EXERCISE DESCRIPTION> Below are the records; retype each one exactly.

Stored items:
===============

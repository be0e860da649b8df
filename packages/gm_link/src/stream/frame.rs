//! Wire envelopes for the streaming channel.
//!
//! Inbound frames name the event under `event` or `type` and carry the body
//! under `payload` or `data`. Some older server paths send the body inline
//! with the name, in which case the whole object is the payload. Outbound
//! frames always use `{"type": .., "payload": ..}`.

use serde::Serialize;
use serde_json::{Map, Value};

/// A decoded inbound frame: event name plus raw payload.
#[derive(Debug, Clone, PartialEq)]
pub struct Envelope {
    pub event: String,
    pub payload: Value,
}

/// Why an inbound frame was dropped.
#[derive(Debug, Clone, PartialEq, Eq, thiserror::Error)]
pub enum FrameError {
    #[error("frame is not valid JSON: {0}")]
    Json(String),

    #[error("frame is not a JSON object")]
    NotAnObject,

    #[error("frame has no event name")]
    MissingEventName,
}

impl Envelope {
    pub fn new(event: impl Into<String>, payload: Value) -> Self {
        Self {
            event: event.into(),
            payload,
        }
    }

    /// Parse one text frame.
    pub fn parse(text: &str) -> Result<Self, FrameError> {
        let value: Value =
            serde_json::from_str(text).map_err(|e| FrameError::Json(e.to_string()))?;
        let Value::Object(mut object) = value else {
            return Err(FrameError::NotAnObject);
        };

        let event = match take_name(&mut object, "event").or_else(|| take_name(&mut object, "type"))
        {
            Some(name) => name,
            None => return Err(FrameError::MissingEventName),
        };

        let payload = match take_non_null(&mut object, "payload")
            .or_else(|| take_non_null(&mut object, "data"))
        {
            Some(payload) => payload,
            None => Value::Object(object),
        };

        Ok(Self { event, payload })
    }

    /// Encode in the canonical outbound shape.
    pub fn encode(&self) -> Result<String, serde_json::Error> {
        encode_outbound(&self.event, &self.payload)
    }
}

/// Serialize `{"type": event, "payload": payload}`.
pub fn encode_outbound<P: Serialize + ?Sized>(
    event: &str,
    payload: &P,
) -> Result<String, serde_json::Error> {
    #[derive(Serialize)]
    struct Outbound<'a, P: ?Sized> {
        #[serde(rename = "type")]
        event: &'a str,
        payload: &'a P,
    }

    serde_json::to_string(&Outbound { event, payload })
}

fn take_name(object: &mut Map<String, Value>, key: &str) -> Option<String> {
    match object.get(key) {
        Some(Value::String(name)) if !name.is_empty() => {
            let name = name.clone();
            object.remove(key);
            Some(name)
        }
        _ => None,
    }
}

fn take_non_null(object: &mut Map<String, Value>, key: &str) -> Option<Value> {
    match object.get(key) {
        Some(Value::Null) | None => None,
        Some(_) => object.remove(key),
    }
}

===============

SOLUTION>
repository be0e860da649b8df
filename packages/gm_link/src/stream/frame.rs
//! Wire envelopes for the streaming channel.
//!
//! Inbound frames name the event under `event` or `type` and carry the body
//! under `payload` or `data`. Some older server paths send the body inline
//! with the name, in which case the whole object is the payload. Outbound
//! frames always use `{"type": .., "payload": ..}`.

use serde::Serialize;
use serde_json::{Map, Value};

/// A decoded inbound frame: event name plus raw payload.
#[derive(Debug, Clone, PartialEq)]
pub struct Envelope {
    pub event: String,
    pub payload: Value,
}

/// Why an inbound frame was dropped.
#[derive(Debug, Clone, PartialEq, Eq, thiserror::Error)]
pub enum FrameError {
    #[error("frame is not valid JSON: {0}")]
    Json(String),

    #[error("frame is not a JSON object")]
    NotAnObject,

    #[error("frame has no event name")]
    MissingEventName,
}

impl Envelope {
    pub fn new(event: impl Into<String>, payload: Value) -> Self {
        Self {
            event: event.into(),
            payload,
        }
    }

    /// Parse one text frame.
    pub fn parse(text: &str) -> Result<Self, FrameError> {
        let value: Value =
            serde_json::from_str(text).map_err(|e| FrameError::Json(e.to_string()))?;
        let Value::Object(mut object) = value else {
            return Err(FrameError::NotAnObject);
        };

        let event = match take_name(&mut object, "event").or_else(|| take_name(&mut object, "type"))
        {
            Some(name) => name,
            None => return Err(FrameError::MissingEventName),
        };

        let payload = match take_non_null(&mut object, "payload")
            .or_else(|| take_non_null(&mut object, "data"))
        {
            Some(payload) => payload,
            None => Value::Object(object),
        };

        Ok(Self { event, payload })
    }

    /// Encode in the canonical outbound shape.
    pub fn encode(&self) -> Result<String, serde_json::Error> {
        encode_outbound(&self.event, &self.payload)
    }
}

/// Serialize `{"type": event, "payload": payload}`.
pub fn encode_outbound<P: Serialize + ?Sized>(
    event: &str,
    payload: &P,
) -> Result<String, serde_json::Error> {
    #[derive(Serialize)]
    struct Outbound<'a, P: ?Sized> {
        #[serde(rename = "type")]
        event: &'a str,
        payload: &'a P,
    }

    serde_json::to_string(&Outbound { event, payload })
}

fn take_name(object: &mut Map<String, Value>, key: &str) -> Option<String> {
    match object.get(key) {
        Some(Value::String(name)) if !name.is_empty() => {
            let name = name.clone();
            object.remove(key);
            Some(name)
        }
        _ => None,
    }
}

fn take_non_null(object: &mut Map<String, Value>, key: &str) -> Option<Value> {
    match object.get(key) {
        Some(Value::Null) | None => None,
        Some(_) => object.remove(key),
    }
}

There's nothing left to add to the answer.